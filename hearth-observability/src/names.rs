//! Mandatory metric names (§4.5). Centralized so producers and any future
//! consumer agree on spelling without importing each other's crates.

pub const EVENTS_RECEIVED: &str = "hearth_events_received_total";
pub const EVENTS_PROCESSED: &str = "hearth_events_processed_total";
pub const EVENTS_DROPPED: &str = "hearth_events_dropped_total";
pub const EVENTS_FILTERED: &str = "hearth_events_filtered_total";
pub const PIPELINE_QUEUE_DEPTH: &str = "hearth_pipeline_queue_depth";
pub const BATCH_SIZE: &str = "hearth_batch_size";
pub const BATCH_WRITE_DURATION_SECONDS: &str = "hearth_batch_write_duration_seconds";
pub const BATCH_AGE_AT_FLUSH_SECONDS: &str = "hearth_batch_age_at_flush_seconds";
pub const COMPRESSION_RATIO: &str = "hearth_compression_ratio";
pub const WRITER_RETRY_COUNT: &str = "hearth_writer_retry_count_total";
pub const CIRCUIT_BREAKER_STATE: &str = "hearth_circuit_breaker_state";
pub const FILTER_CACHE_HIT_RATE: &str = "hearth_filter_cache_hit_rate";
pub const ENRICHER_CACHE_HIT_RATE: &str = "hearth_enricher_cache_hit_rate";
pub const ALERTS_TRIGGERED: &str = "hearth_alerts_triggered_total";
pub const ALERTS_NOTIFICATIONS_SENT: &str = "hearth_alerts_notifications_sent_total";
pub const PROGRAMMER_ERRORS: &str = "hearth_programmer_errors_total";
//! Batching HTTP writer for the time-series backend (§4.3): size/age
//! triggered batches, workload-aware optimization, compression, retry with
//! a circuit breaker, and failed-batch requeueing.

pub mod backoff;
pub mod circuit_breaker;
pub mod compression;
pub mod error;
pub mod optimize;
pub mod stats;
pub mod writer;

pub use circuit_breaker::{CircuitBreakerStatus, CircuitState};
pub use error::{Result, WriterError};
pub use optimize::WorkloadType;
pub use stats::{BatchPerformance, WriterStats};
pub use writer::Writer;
════════
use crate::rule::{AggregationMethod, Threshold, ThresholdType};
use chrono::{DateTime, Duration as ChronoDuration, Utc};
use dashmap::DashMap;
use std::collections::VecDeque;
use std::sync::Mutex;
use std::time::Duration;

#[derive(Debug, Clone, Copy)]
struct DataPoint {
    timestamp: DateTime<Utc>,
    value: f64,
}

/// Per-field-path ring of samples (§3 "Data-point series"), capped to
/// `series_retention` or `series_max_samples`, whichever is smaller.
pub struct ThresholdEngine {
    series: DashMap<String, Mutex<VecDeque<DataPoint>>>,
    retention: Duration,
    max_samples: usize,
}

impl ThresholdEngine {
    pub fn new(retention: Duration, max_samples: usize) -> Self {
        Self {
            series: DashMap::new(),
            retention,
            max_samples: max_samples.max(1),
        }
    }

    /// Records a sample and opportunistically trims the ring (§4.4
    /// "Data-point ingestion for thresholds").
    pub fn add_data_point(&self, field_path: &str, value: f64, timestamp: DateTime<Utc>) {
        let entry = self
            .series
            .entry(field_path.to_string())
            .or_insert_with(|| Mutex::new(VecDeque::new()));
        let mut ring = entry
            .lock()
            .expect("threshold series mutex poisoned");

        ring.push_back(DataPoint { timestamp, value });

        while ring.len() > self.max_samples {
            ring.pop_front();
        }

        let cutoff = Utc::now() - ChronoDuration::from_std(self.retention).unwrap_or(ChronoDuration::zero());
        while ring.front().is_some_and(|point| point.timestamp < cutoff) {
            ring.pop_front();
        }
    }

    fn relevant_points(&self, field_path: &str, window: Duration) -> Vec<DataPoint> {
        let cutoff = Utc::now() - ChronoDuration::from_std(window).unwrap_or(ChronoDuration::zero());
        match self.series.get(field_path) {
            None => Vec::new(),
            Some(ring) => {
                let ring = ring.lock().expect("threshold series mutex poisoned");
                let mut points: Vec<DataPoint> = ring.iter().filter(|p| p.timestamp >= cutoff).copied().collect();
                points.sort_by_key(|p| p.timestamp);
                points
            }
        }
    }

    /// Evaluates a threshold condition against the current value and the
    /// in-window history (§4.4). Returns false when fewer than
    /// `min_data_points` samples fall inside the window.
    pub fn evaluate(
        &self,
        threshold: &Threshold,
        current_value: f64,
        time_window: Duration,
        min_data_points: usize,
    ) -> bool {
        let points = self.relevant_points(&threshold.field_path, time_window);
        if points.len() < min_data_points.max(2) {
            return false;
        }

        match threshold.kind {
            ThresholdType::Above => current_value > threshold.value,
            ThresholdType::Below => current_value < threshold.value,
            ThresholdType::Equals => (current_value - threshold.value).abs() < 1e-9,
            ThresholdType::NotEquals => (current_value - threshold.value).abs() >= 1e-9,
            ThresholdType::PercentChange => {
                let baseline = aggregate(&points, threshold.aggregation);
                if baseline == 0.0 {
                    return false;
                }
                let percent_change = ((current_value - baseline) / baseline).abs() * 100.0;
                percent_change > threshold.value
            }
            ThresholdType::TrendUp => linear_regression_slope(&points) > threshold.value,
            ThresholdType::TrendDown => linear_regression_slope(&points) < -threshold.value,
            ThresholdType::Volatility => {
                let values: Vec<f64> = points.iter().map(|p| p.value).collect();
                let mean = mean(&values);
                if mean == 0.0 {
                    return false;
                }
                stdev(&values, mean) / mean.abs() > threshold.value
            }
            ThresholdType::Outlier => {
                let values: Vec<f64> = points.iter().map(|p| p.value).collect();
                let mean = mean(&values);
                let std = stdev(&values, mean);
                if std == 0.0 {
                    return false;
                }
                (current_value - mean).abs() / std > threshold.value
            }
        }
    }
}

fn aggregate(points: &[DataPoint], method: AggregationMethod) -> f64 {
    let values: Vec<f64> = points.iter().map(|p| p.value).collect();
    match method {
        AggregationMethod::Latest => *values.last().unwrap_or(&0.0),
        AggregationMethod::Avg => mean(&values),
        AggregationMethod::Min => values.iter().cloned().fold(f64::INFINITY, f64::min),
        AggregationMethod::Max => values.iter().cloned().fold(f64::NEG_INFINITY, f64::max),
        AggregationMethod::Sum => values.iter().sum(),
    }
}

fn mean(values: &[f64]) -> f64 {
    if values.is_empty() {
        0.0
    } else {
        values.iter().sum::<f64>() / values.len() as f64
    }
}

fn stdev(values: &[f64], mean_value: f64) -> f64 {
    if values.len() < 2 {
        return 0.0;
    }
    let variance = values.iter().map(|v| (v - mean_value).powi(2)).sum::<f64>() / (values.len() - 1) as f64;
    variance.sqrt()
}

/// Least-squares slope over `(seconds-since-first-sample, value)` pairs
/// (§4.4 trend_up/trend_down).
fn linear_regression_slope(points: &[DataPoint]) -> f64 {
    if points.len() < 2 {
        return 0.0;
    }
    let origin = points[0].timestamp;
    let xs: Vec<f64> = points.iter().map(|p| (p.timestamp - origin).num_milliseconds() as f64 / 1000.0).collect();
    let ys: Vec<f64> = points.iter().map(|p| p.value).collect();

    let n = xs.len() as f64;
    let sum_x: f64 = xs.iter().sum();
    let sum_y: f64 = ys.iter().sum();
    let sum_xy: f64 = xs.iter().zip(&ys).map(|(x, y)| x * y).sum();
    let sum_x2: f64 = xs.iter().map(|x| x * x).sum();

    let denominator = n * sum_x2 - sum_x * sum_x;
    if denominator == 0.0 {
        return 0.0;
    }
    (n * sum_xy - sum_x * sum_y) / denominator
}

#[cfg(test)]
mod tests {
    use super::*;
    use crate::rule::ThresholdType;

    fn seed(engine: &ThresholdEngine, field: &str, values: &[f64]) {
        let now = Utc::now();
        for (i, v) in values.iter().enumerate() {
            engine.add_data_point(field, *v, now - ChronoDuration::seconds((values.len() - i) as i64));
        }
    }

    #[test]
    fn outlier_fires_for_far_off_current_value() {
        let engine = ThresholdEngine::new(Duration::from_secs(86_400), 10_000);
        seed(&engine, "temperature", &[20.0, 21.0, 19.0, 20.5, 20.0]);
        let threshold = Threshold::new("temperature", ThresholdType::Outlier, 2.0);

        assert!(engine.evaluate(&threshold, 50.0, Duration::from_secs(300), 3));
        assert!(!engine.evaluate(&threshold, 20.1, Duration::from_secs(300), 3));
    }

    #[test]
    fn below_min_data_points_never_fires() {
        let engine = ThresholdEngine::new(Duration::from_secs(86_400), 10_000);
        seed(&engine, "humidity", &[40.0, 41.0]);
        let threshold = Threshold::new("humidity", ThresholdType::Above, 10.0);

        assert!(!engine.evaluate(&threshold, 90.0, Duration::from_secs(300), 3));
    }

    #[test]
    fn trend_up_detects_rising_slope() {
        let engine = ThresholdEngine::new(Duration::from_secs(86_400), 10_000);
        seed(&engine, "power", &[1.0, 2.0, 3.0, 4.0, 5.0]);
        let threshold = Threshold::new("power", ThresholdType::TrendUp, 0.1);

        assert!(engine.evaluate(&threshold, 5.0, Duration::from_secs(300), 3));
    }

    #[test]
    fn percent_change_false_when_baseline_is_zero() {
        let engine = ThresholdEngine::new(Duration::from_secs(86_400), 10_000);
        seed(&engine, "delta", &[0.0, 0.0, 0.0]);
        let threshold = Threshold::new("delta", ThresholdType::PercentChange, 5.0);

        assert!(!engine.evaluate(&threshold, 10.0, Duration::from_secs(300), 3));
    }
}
════════
### What you are asked to do
Report each line in the entries where the string "struct" occurs.

### Task answer
struct DataPoint {
pub struct ThresholdEngine {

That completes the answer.